→ Problem:
What is the count of lines in the material below that hold "RawRecord"? Answer with only that number.

====

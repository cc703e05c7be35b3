use crate::schema::{SchemaClass, SchemaSnapshot};
use crate::source::SourceGraph;
use roadrail_types::Kind;
use std::collections::BTreeMap;

/// Base class of generated corridor component categories.
pub const CORRIDOR_COMPONENT_BASE: &str = "CorridorComponent";
/// Base class of generated 3D linear categories.
pub const LINEAR_BASE: &str = "Linear3d";

/// Synthesizes a [`SchemaSnapshot`] from the categories observed in a feed.
///
/// Corridor surfaces contribute one class per feature name (or per remapped
/// class name); non-design alignments do the same under [`LINEAR_BASE`].
pub struct DynamicSchemaGenerator<'a> {
    schema_name: &'a str,
    design_alignment_prefix: &'a str,
    remap: &'a BTreeMap<String, String>,
}

impl<'a> DynamicSchemaGenerator<'a> {
    #[must_use]
    pub fn new(
        schema_name: &'a str,
        design_alignment_prefix: &'a str,
        remap: &'a BTreeMap<String, String>,
    ) -> Self {
        Self {
            schema_name,
            design_alignment_prefix,
            remap,
        }
    }

    /// Class name for a source feature, honouring the remap table.
    #[must_use]
    pub fn class_for_feature(&self, feature: &str) -> String {
        self.remap
            .get(feature)
            .cloned()
            .unwrap_or_else(|| class_name_for_feature(feature))
    }

    #[must_use]
    pub fn generate(&self, graph: &SourceGraph) -> SchemaSnapshot {
        let mut snapshot = SchemaSnapshot::new(self.schema_name);

        for feature in graph.feature_names(Kind::CorridorSurface) {
            snapshot.add_class(SchemaClass::new(
                self.class_for_feature(feature),
                CORRIDOR_COMPONENT_BASE,
            ));
        }

        for alignment in graph
            .of_kind(Kind::Alignment)
            .filter(|a| !a.is_design_alignment(self.design_alignment_prefix))
        {
            if let Some(feature) = alignment.feature_name.as_deref() {
                let name = self.class_for_feature(feature);
                if !snapshot.contains(&name) {
                    snapshot.add_class(SchemaClass::new(name, LINEAR_BASE));
                }
            }
        }

        snapshot
    }
}

/// Turns a feature path such as `Linear\Pavement\Asphalt 1` into a valid
/// class name (`Linear_Pavement_Asphalt_1`).
#[must_use]
pub fn class_name_for_feature(feature: &str) -> String {
    let mut name = String::with_capacity(feature.len());
    let mut pending_sep = false;
    for c in feature.chars() {
        if c.is_ascii_alphanumeric() {
            if pending_sep && !name.is_empty() {
                name.push('_');
            }
            pending_sep = false;
            name.push(c);
        } else {
            pending_sep = true;
        }
    }

    if name.is_empty() {
        return "Unnamed".to_string();
    }
    if name.starts_with(|c: char| c.is_ascii_digit()) {
        name.insert_str(0, "C_");
    }
    name
}
use pretty_assertions::assert_eq;
use roadrail_model::{SchemaClass, SchemaSnapshot};
use roadrail_storage::{DuckSchemaRepository, DuckTargetStore, SchemaRepository};

fn snapshot() -> SchemaSnapshot {
    SchemaSnapshot::new("RoadRailDynamic")
        .with_class(SchemaClass::new("Mesh_Top", "CorridorComponent"))
        .with_class(SchemaClass::sealed_stub(&SchemaClass::new("Old", "Linear3d")))
}

#[test]
fn nothing_persisted_initially() {
    let repo = DuckSchemaRepository::open_in_memory().unwrap();
    assert!(repo.load_persisted("RoadRailDynamic").unwrap().is_none());
}

#[test]
fn publish_then_load() {
    let repo = DuckSchemaRepository::open_in_memory().unwrap();
    repo.publish(&snapshot()).unwrap();
    assert_eq!(repo.load_persisted("RoadRailDynamic").unwrap(), Some(snapshot()));
    assert!(repo.load_persisted("Other").unwrap().is_none());
}

#[test]
fn republish_replaces() {
    let repo = DuckSchemaRepository::open_in_memory().unwrap();
    repo.publish(&snapshot()).unwrap();

    let mut next = snapshot().with_class(SchemaClass::new("Mesh_Base", "CorridorComponent"));
    next.version.minor += 1;
    repo.publish(&next).unwrap();

    let loaded = repo.load_persisted("RoadRailDynamic").unwrap().unwrap();
    assert_eq!(loaded.version.minor, 1);
    assert!(loaded.contains("Mesh_Base"));
}

#[test]
fn shares_connection_with_target_store() {
    let store = DuckTargetStore::open_in_memory().unwrap();
    let repo = DuckSchemaRepository::open_with_conn(store.connection()).unwrap();
    repo.publish(&snapshot()).unwrap();

    let again = DuckSchemaRepository::open_with_conn(store.connection()).unwrap();
    assert!(again.load_persisted("RoadRailDynamic").unwrap().is_some());
}
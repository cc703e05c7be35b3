//! Persistent SyncInfo records: `(scope, kind, source_id) -> (target_id, fingerprint)`.
//!
//! Uses a separate SQLite file so incremental state is isolated from the
//! target store. Only the change detector writes records.

use crate::error::{SyncError, SyncResult};
use roadrail_types::{Fingerprint, Kind, ScopeId, SourceId, TargetId};
use rusqlite::{params, Connection, OptionalExtension};
use serde::{Deserialize, Serialize};
use std::path::Path;
use std::sync::{Arc, Mutex, MutexGuard};

/// One persisted mapping from a source entity to its target.
#[derive(Debug, Clone, PartialEq, Eq, Serialize, Deserialize)]
pub struct SyncInfoRecord {
    pub scope: ScopeId,
    pub kind: Kind,
    pub source_id: SourceId,
    pub target_id: TargetId,
    pub fingerprint: Fingerprint,
}

/// Storage for SyncInfo records and per-scope settings.
pub trait SyncInfoStore: Send + Sync {
    fn find(&self, scope: &ScopeId, kind: Kind, source_id: &SourceId) -> SyncResult<Option<SyncInfoRecord>>;
    /// Inserts or replaces the record for its `(scope, kind, source_id)` key.
    fn write(&self, record: &SyncInfoRecord) -> SyncResult<()>;
    /// All records of a scope, ordered by kind then source id.
    fn list_scope(&self, scope: &ScopeId) -> SyncResult<Vec<SyncInfoRecord>>;
    fn read_setting(&self, scope: &ScopeId, key: &str) -> SyncResult<Option<String>>;
    fn write_setting(&self, scope: &ScopeId, key: &str, value: &str) -> SyncResult<()>;
}

/// SyncInfo store backed by SQLite.
pub struct SqliteSyncInfoStore {
    conn: Arc<Mutex<Connection>>,
}

impl SqliteSyncInfoStore {
    /// Opens (or creates) a store at the given path.
    pub fn open(path: &Path) -> SyncResult<Self> {
        let conn = Connection::open(path)
            .map_err(|e| SyncError::SyncInfo(format!("failed to open sync info store: {e}")))?;
        Self::with_connection(conn)
    }

    /// Opens an in-memory store (for testing).
    pub fn open_in_memory() -> SyncResult<Self> {
        let conn = Connection::open_in_memory().map_err(|e| {
            SyncError::SyncInfo(format!("failed to open in-memory sync info store: {e}"))
        })?;
        Self::with_connection(conn)
    }

    fn with_connection(conn: Connection) -> SyncResult<Self> {
        let store = Self {
            conn: Arc::new(Mutex::new(conn)),
        };
        store.init_schema()?;
        Ok(store)
    }

    fn lock(&self) -> SyncResult<MutexGuard<'_, Connection>> {
        self.conn
            .lock()
            .map_err(|_| SyncError::SyncInfo("sync info lock poisoned".to_string()))
    }

    fn init_schema(&self) -> SyncResult<()> {
        let conn = self.lock()?;
        conn.execute_batch(
            "
            CREATE TABLE IF NOT EXISTS sync_info (
                scope TEXT NOT NULL,
                kind TEXT NOT NULL,
                source_id TEXT NOT NULL,
                target_id INTEGER NOT NULL,
                digest TEXT NOT NULL,
                last_modified INTEGER NOT NULL,
                UNIQUE(scope, kind, source_id)
            );

            CREATE TABLE IF NOT EXISTS scope_settings (
                scope TEXT NOT NULL,
                key TEXT NOT NULL,
                value TEXT NOT NULL,
                UNIQUE(scope, key)
            );
            ",
        )
        .map_err(|e| SyncError::SyncInfo(format!("failed to init sync info schema: {e}")))?;
        Ok(())
    }
}

type RawRecord = (String, String, i64, String, i64);

fn decode(scope: &ScopeId, raw: RawRecord) -> SyncResult<SyncInfoRecord> {
    let (kind, source_id, target_id, digest, last_modified) = raw;
    Ok(SyncInfoRecord {
        scope: scope.clone(),
        kind: kind
            .parse()
            .map_err(|e| SyncError::SyncInfo(format!("invalid kind in sync info: {e}")))?,
        source_id: SourceId::new(source_id),
        target_id: TargetId::new(target_id)
            .map_err(|e| SyncError::SyncInfo(format!("{e}")))?,
        fingerprint: Fingerprint::from_parts(digest, last_modified),
    })
}

impl SyncInfoStore for SqliteSyncInfoStore {
    fn find(&self, scope: &ScopeId, kind: Kind, source_id: &SourceId) -> SyncResult<Option<SyncInfoRecord>> {
        let conn = self.lock()?;
        let raw: Option<RawRecord> = conn
            .query_row(
                "SELECT kind, source_id, target_id, digest, last_modified FROM sync_info
                 WHERE scope = ?1 AND kind = ?2 AND source_id = ?3",
                params![scope.as_str(), kind.as_str(), source_id.as_str()],
                |row| Ok((row.get(0)?, row.get(1)?, row.get(2)?, row.get(3)?, row.get(4)?)),
            )
            .optional()
            .map_err(|e| SyncError::SyncInfo(format!("failed to query sync info: {e}")))?;
        raw.map(|r| decode(scope, r)).transpose()
    }

    fn write(&self, record: &SyncInfoRecord) -> SyncResult<()> {
        let conn = self.lock()?;
        conn.execute(
            "INSERT OR REPLACE INTO sync_info (scope, kind, source_id, target_id, digest, last_modified)
             VALUES (?1, ?2, ?3, ?4, ?5, ?6)",
            params![
                record.scope.as_str(),
                record.kind.as_str(),
                record.source_id.as_str(),
                record.target_id.value(),
                record.fingerprint.digest(),
                record.fingerprint.last_modified(),
            ],
        )
        .map_err(|e| SyncError::SyncInfo(format!("failed to write sync info: {e}")))?;
        Ok(())
    }

    fn list_scope(&self, scope: &ScopeId) -> SyncResult<Vec<SyncInfoRecord>> {
        let conn = self.lock()?;
        let mut stmt = conn
            .prepare(
                "SELECT kind, source_id, target_id, digest, last_modified FROM sync_info
                 WHERE scope = ?1 ORDER BY kind, source_id",
            )
            .map_err(|e| SyncError::SyncInfo(format!("failed to prepare sync info query: {e}")))?;
        let rows = stmt
            .query_map(params![scope.as_str()], |row| {
                Ok((row.get(0)?, row.get(1)?, row.get(2)?, row.get(3)?, row.get(4)?))
            })
            .map_err(|e| SyncError::SyncInfo(format!("failed to query sync info: {e}")))?;

        let mut result = Vec::new();
        for row in rows {
            let raw: RawRecord =
                row.map_err(|e| SyncError::SyncInfo(format!("failed to read sync info row: {e}")))?;
            result.push(decode(scope, raw)?);
        }
        Ok(result)
    }

    fn read_setting(&self, scope: &ScopeId, key: &str) -> SyncResult<Option<String>> {
        let conn = self.lock()?;
        conn.query_row(
            "SELECT value FROM scope_settings WHERE scope = ?1 AND key = ?2",
            params![scope.as_str(), key],
            |row| row.get(0),
        )
        .optional()
        .map_err(|e| SyncError::SyncInfo(format!("failed to read setting {key}: {e}")))
    }

    fn write_setting(&self, scope: &ScopeId, key: &str, value: &str) -> SyncResult<()> {
        let conn = self.lock()?;
        conn.execute(
            "INSERT OR REPLACE INTO scope_settings (scope, key, value) VALUES (?1, ?2, ?3)",
            params![scope.as_str(), key, value],
        )
        .map_err(|e| SyncError::SyncInfo(format!("failed to write setting {key}: {e}")))?;
        Ok(())
    }
}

====

→ Output of the exercise:
4